- [Exercise goal]:
For this exercise, please reproduce the records below word for word, from the first line through the line with "let args: Vec<String>".

- [Records shown]:
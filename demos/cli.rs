//! Command-line interface for color_emotions
//!
//! Analyzes an image file and prints the emotion report

use color_emotions::{
    analyze_file, color::stripe::save_palette_stripe, EmotionReport, PipelineConfig,
};
use std::{
    env,
    path::{Path, PathBuf},
    process,
};
use tracing_subscriber::EnvFilter;

fn main() {
    tracing_subscriber::fmt()
        .with_env_filter(EnvFilter::from_default_env())
        .with_writer(std::io::stderr)
        .init();

    let args: Vec<String> = env::args().collect();

    let mut config_path = None;
    let mut stripe_path = None;
    let mut seed = None;
    let mut clusters = None;
    let mut image_path_arg = None;

    // Parse arguments
    let mut i = 1;
    while i < args.len() {
        match args[i].as_str() {
            "--config" => config_path = Some(PathBuf::from(option_value(&args, &mut i))),
            "--stripe" => stripe_path = Some(PathBuf::from(option_value(&args, &mut i))),
            "--seed" => seed = Some(parse_number::<u64>(&args, &mut i)),
            "--clusters" => clusters = Some(parse_number::<usize>(&args, &mut i)),
            "--help" | "-h" => {
                print_help(&args[0]);
                process::exit(0);
            }
            arg if !arg.starts_with("--") => {
                if image_path_arg.is_none() {
                    image_path_arg = Some(arg.to_string());
                } else {
                    eprintln!("Error: Multiple image paths provided");
                    process::exit(1);
                }
            }
            _ => {
                eprintln!("Unknown option: {}", args[i]);
                eprintln!("Use --help for usage information");
                process::exit(1);
            }
        }
        i += 1;
    }

    let image_path_str = match image_path_arg {
        Some(path) => path,
        None => {
            print_help(&args[0]);
            process::exit(1);
        }
    };

    let image_path = Path::new(&image_path_str);

    if !image_path.exists() {
        eprintln!("Error: File '{}' does not exist", image_path.display());
        process::exit(1);
    }

    let mut config = match config_path {
        Some(path) => match PipelineConfig::from_json_file(&path) {
            Ok(config) => config,
            Err(error) => {
                eprintln!("Error: {}", error);
                process::exit(1);
            }
        },
        None => PipelineConfig::default(),
    };
    if let Some(seed) = seed {
        config.seed = Some(seed);
    }
    if let Some(clusters) = clusters {
        config.n_clusters = clusters;
    }

    match analyze_file(image_path, &config) {
        Ok(report) => {
            print_report(&report);
            if let Some(path) = stripe_path {
                match save_palette_stripe(
                    &report.colors(),
                    config.stripe_width,
                    config.stripe_height,
                    &path,
                ) {
                    Ok(()) => eprintln!("Palette stripe saved to {}", path.display()),
                    Err(e) => eprintln!("Warning: {}", e),
                }
            }
        }
        Err(error) => {
            eprintln!("Analysis failed: {}", error);
            if error.is_recoverable() {
                eprintln!("{}", error.user_message());
            }
            process::exit(1);
        }
    }
}

fn option_value(args: &[String], i: &mut usize) -> String {
    *i += 1;
    match args.get(*i) {
        Some(value) => value.clone(),
        None => {
            eprintln!("Error: {} requires a value", args[*i - 1]);
            process::exit(1);
        }
    }
}

fn parse_number<T: std::str::FromStr>(args: &[String], i: &mut usize) -> T {
    let value = option_value(args, i);
    match value.parse() {
        Ok(n) => n,
        Err(_) => {
            eprintln!("Error: {} expects a number, got '{}'", args[*i - 1], value);
            process::exit(1);
        }
    }
}

fn print_help(program_name: &str) {
    eprintln!("Usage: {} [OPTIONS] <image_path>", program_name);
    eprintln!();
    eprintln!("Read the emotional tone of an image from its dominant colors.");
    eprintln!();
    eprintln!("Options:");
    eprintln!("  --config PATH    Load pipeline settings from a JSON file");
    eprintln!("  --clusters N     Number of palette colors (default: 3)");
    eprintln!("  --seed N         Pin the clustering seed for repeatable output");
    eprintln!("  --stripe PATH    Save the palette as a PNG stripe");
    eprintln!("  --help, -h       Show this help message");
    eprintln!();
    eprintln!("Set RUST_LOG=debug to trace clustering.");
    eprintln!();
    eprintln!("Examples:");
    eprintln!("  {} photo.jpg", program_name);
    eprintln!("  {} --seed 7 --stripe palette.png photo.png", program_name);
}

fn print_report(report: &EmotionReport) {
    // JSON to stdout for programmatic use
    match serde_json::to_string_pretty(report) {
        Ok(json) => println!("{}", json),
        Err(e) => eprintln!("Error serializing report: {}", e),
    }

    // Summary to stderr for human reading
    eprintln!();
    eprintln!("Palette:");
    for color in &report.palette {
        eprintln!(
            "  {}  H={:.0}° S={:.2} B={:.2}",
            color.hex, color.hsb.hue, color.hsb.saturation, color.hsb.brightness
        );
    }
    eprintln!();
    eprintln!("{}", report.summary());
}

- [Exercise solution]:
filename demos/cli.rs
//! Command-line interface for color_emotions
//!
//! Analyzes an image file and prints the emotion report

use color_emotions::{
    analyze_file, color::stripe::save_palette_stripe, EmotionReport, PipelineConfig,
};
use std::{
    env,
    path::{Path, PathBuf},
    process,
};
use tracing_subscriber::EnvFilter;

fn main() {
    tracing_subscriber::fmt()
        .with_env_filter(EnvFilter::from_default_env())
        .with_writer(std::io::stderr)
        .init();

    let args: Vec<String> = env::args().collect();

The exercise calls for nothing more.